GM Trademarks the Phrase "Range Anxiety." Its Motives Are Suspect.



General Motors has asked to trademark the phase "range anxiety," which refers to the anxiety one might have about the limited range of his or her electric car. Jalopnik speculates that this is preparation for a marketing campaign to distinguish the Chevy Volt from its all-electric competitors.

The application filed with the U.S. trademark office in July suggests GM wants every marketing weapon it can find when it finally starts selling the Jesus Car Chevrolet Volt — GM's Extended Range Electric Vehicle (EREV), basically a plug-in electric with a gas engine to charge the battery when needed — in a couple of months. That includes range anxiety — a fear of driving too far from your power plug.

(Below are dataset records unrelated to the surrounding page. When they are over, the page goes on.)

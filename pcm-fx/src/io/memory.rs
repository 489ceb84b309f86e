//! In-memory sources and sinks.
//!
//! [`MemorySource`] plays back a buffer the application already holds
//! (a decoded clip, a test vector). [`MemorySink`] records whatever reaches
//! it. Both can be throttled to model short reads and backpressure.

use alloc::vec::Vec;

use crate::sample::Sample;

use super::{Sink, Source};

/// Plays back an owned buffer of interleaved samples.
///
/// # Example
/// ```ignore
/// let source = MemorySource::new(decoded_pcm).with_chunk_limit(64);
/// ```
pub struct MemorySource<S: Sample> {
    data: Vec<S>,
    position: usize,
    /// Largest number of samples handed out per read.
    chunk_limit: Option<usize>,
}

impl<S: Sample> MemorySource<S> {
    /// Source that plays `data` once.
    pub fn new(data: impl Into<Vec<S>>) -> Self {
        MemorySource {
            data: data.into(),
            position: 0,
            chunk_limit: None,
        }
    }

    /// Never return more than `limit` samples from one read.
    pub fn with_chunk_limit(mut self, limit: usize) -> Self {
        self.chunk_limit = Some(limit.max(1));
        self
    }

    /// Samples not yet read.
    pub fn remaining(&self) -> usize {
        self.data.len() - self.position
    }

    /// Start again from the beginning.
    pub fn rewind(&mut self) {
        self.position = 0;
    }
}

impl<S: Sample> Source<S> for MemorySource<S> {
    fn read_block(&mut self, buf: &mut [S]) -> usize {
        let mut count = buf.len().min(self.remaining());
        if let Some(limit) = self.chunk_limit {
            count = count.min(limit);
        }
        buf[..count].copy_from_slice(&self.data[self.position..self.position + count]);
        self.position += count;
        count
    }
}

/// Collects every sample written to it.
#[derive(Default)]
pub struct MemorySink<S: Sample> {
    data: Vec<S>,
    /// Largest number of samples accepted per write; `Some(0)` refuses all.
    write_limit: Option<usize>,
    writes: usize,
}

impl<S: Sample> MemorySink<S> {
    /// Sink that accepts everything.
    pub fn new() -> Self {
        MemorySink {
            data: Vec::new(),
            write_limit: None,
            writes: 0,
        }
    }

    /// Pre-allocate room for `capacity` samples.
    pub fn with_capacity(capacity: usize) -> Self {
        MemorySink {
            data: Vec::with_capacity(capacity),
            write_limit: None,
            writes: 0,
        }
    }

    /// Accept at most `limit` samples per write.
    pub fn with_write_limit(mut self, limit: usize) -> Self {
        self.write_limit = Some(limit);
        self
    }

    /// Change (or lift, with `None`) the per-write limit.
    pub fn set_write_limit(&mut self, limit: Option<usize>) {
        self.write_limit = limit;
    }

    /// Everything accepted so far.
    pub fn samples(&self) -> &[S] {
        &self.data
    }

    /// Number of `write_block` calls, including refused ones.
    pub fn writes(&self) -> usize {
        self.writes
    }

    /// Everything written so far.
    pub fn into_inner(self) -> Vec<S> {
        self.data
    }
}

impl<S: Sample> Sink<S> for MemorySink<S> {
    fn write_block(&mut self, buf: &[S]) -> usize {
        self.writes += 1;
        let count = match self.write_limit {
            Some(limit) => buf.len().min(limit),
            None => buf.len(),
        };
        self.data.extend_from_slice(&buf[..count]);
        count
    }
}

/// Accepts and discards everything, counting samples.
#[derive(Debug, Default, Clone, Copy)]
pub struct NullSink {
    samples: u64,
}

impl NullSink {
    /// Sink that has seen nothing yet.
    pub const fn new() -> Self {
        NullSink { samples: 0 }
    }

    /// Total samples discarded.
    pub fn samples(&self) -> u64 {
        self.samples
    }
}

impl<S: Sample> Sink<S> for NullSink {
    fn write_block(&mut self, buf: &[S]) -> usize {
        self.samples += buf.len() as u64;
        buf.len()
    }
}
//! Explicit logging context.
//!
//! Nothing in this crate logs through an implicit global. The embedding
//! application builds a [`Context`] during pipeline setup and passes it to
//! the constructors that report progress. Only setup, teardown and
//! structural operations (chain add/remove) log; the per-sample and
//! per-block paths never do.
//!
//! ```ignore
//! static LOGGER: MyUartLogger = MyUartLogger::new();
//!
//! let ctx = Context::new(&LOGGER).with_max_level(LevelFilter::Debug);
//! let mut pipe = StreamPipe::from_config(ctx, &config, source, sink)?;
//! ```

use core::fmt;

use log::{Level, LevelFilter, Log, Metadata, Record};

/// Default log target for records emitted by this crate.
pub const DEFAULT_TARGET: &str = "pcm_fx";

/// Logger handle plus filtering, passed explicitly to pipeline setup code.
#[derive(Clone, Copy)]
pub struct Context {
    logger: &'static dyn Log,
    target: &'static str,
    max_level: LevelFilter,
}

impl Context {
    /// Log through `logger` at every level up to `Info`.
    pub fn new(logger: &'static dyn Log) -> Self {
        Context {
            logger,
            target: DEFAULT_TARGET,
            max_level: LevelFilter::Info,
        }
    }

    /// Log through whatever logger is installed in the `log` facade.
    pub fn global() -> Self {
        Self::new(log::logger())
    }

    /// Discard all records.
    pub fn silent() -> Self {
        Context {
            logger: &NOP_LOGGER,
            target: DEFAULT_TARGET,
            max_level: LevelFilter::Off,
        }
    }

    /// Log under `target` instead of the crate name.
    pub fn with_target(mut self, target: &'static str) -> Self {
        self.target = target;
        self
    }

    /// Drop records more verbose than `level`.
    pub fn with_max_level(mut self, level: LevelFilter) -> Self {
        self.max_level = level;
        self
    }

    /// Target attached to every record.
    pub fn target(&self) -> &'static str {
        self.target
    }

    /// Most verbose level this context emits.
    pub fn max_level(&self) -> LevelFilter {
        self.max_level
    }

    /// Whether a record at `level` would be forwarded.
    pub fn enabled(&self, level: Level) -> bool {
        level <= self.max_level
            && self
                .logger
                .enabled(&Metadata::builder().level(level).target(self.target).build())
    }

    /// Forward one record. Prefer the crate-internal `ctx_log!` family.
    pub fn log(&self, level: Level, args: fmt::Arguments<'_>) {
        if !self.enabled(level) {
            return;
        }
        self.logger.log(
            &Record::builder()
                .level(level)
                .target(self.target)
                .module_path_static(Some(module_path!()))
                .args(args)
                .build(),
        );
    }
}

impl Default for Context {
    fn default() -> Self {
        Self::silent()
    }
}

impl fmt::Debug for Context {
    fn fmt(&self, f: &mut fmt::Formatter<'_>) -> fmt::Result {
        f.debug_struct("Context")
            .field("target", &self.target)
            .field("max_level", &self.max_level)
            .finish_non_exhaustive()
    }
}

struct NopLogger;

impl Log for NopLogger {
    fn enabled(&self, _: &Metadata<'_>) -> bool {
        false
    }

    fn log(&self, _: &Record<'_>) {}

    fn flush(&self) {}
}

static NOP_LOGGER: NopLogger = NopLogger;

macro_rules! ctx_info {
    ($ctx:expr, $($arg:tt)+) => {
        $ctx.log(::log::Level::Info, format_args!($($arg)+))
    };
}

macro_rules! ctx_debug {
    ($ctx:expr, $($arg:tt)+) => {
        $ctx.log(::log::Level::Debug, format_args!($($arg)+))
    };
}

macro_rules! ctx_warn {
    ($ctx:expr, $($arg:tt)+) => {
        $ctx.log(::log::Level::Warn, format_args!($($arg)+))
    };
}

pub(crate) use {ctx_debug, ctx_info, ctx_warn};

"It's something we call ‘range anxiety,' and it's real," said Joel Ewanick, GM's head of U.S. marketing. "That's something we need to be very aware of when we market this car. We're going to position this as a car first and electric second... people do not want to be stranded on the way home from work."

\n

Presumably—though we don't know for sure—GM would use the phrase to scare you about getting stranded on the side of the road with a dead battery in your all-electric Nissan Leaf.

There are good reasons to believe that the limited range of the upcoming crop of all-electrics isn't going to be a problem. Most people drive less than 100 miles a day (100 miles is the expected range for the Nissan Leaf) and there are ways to use dashboard displays to make it very easy for the driver to avoid depleting the battery.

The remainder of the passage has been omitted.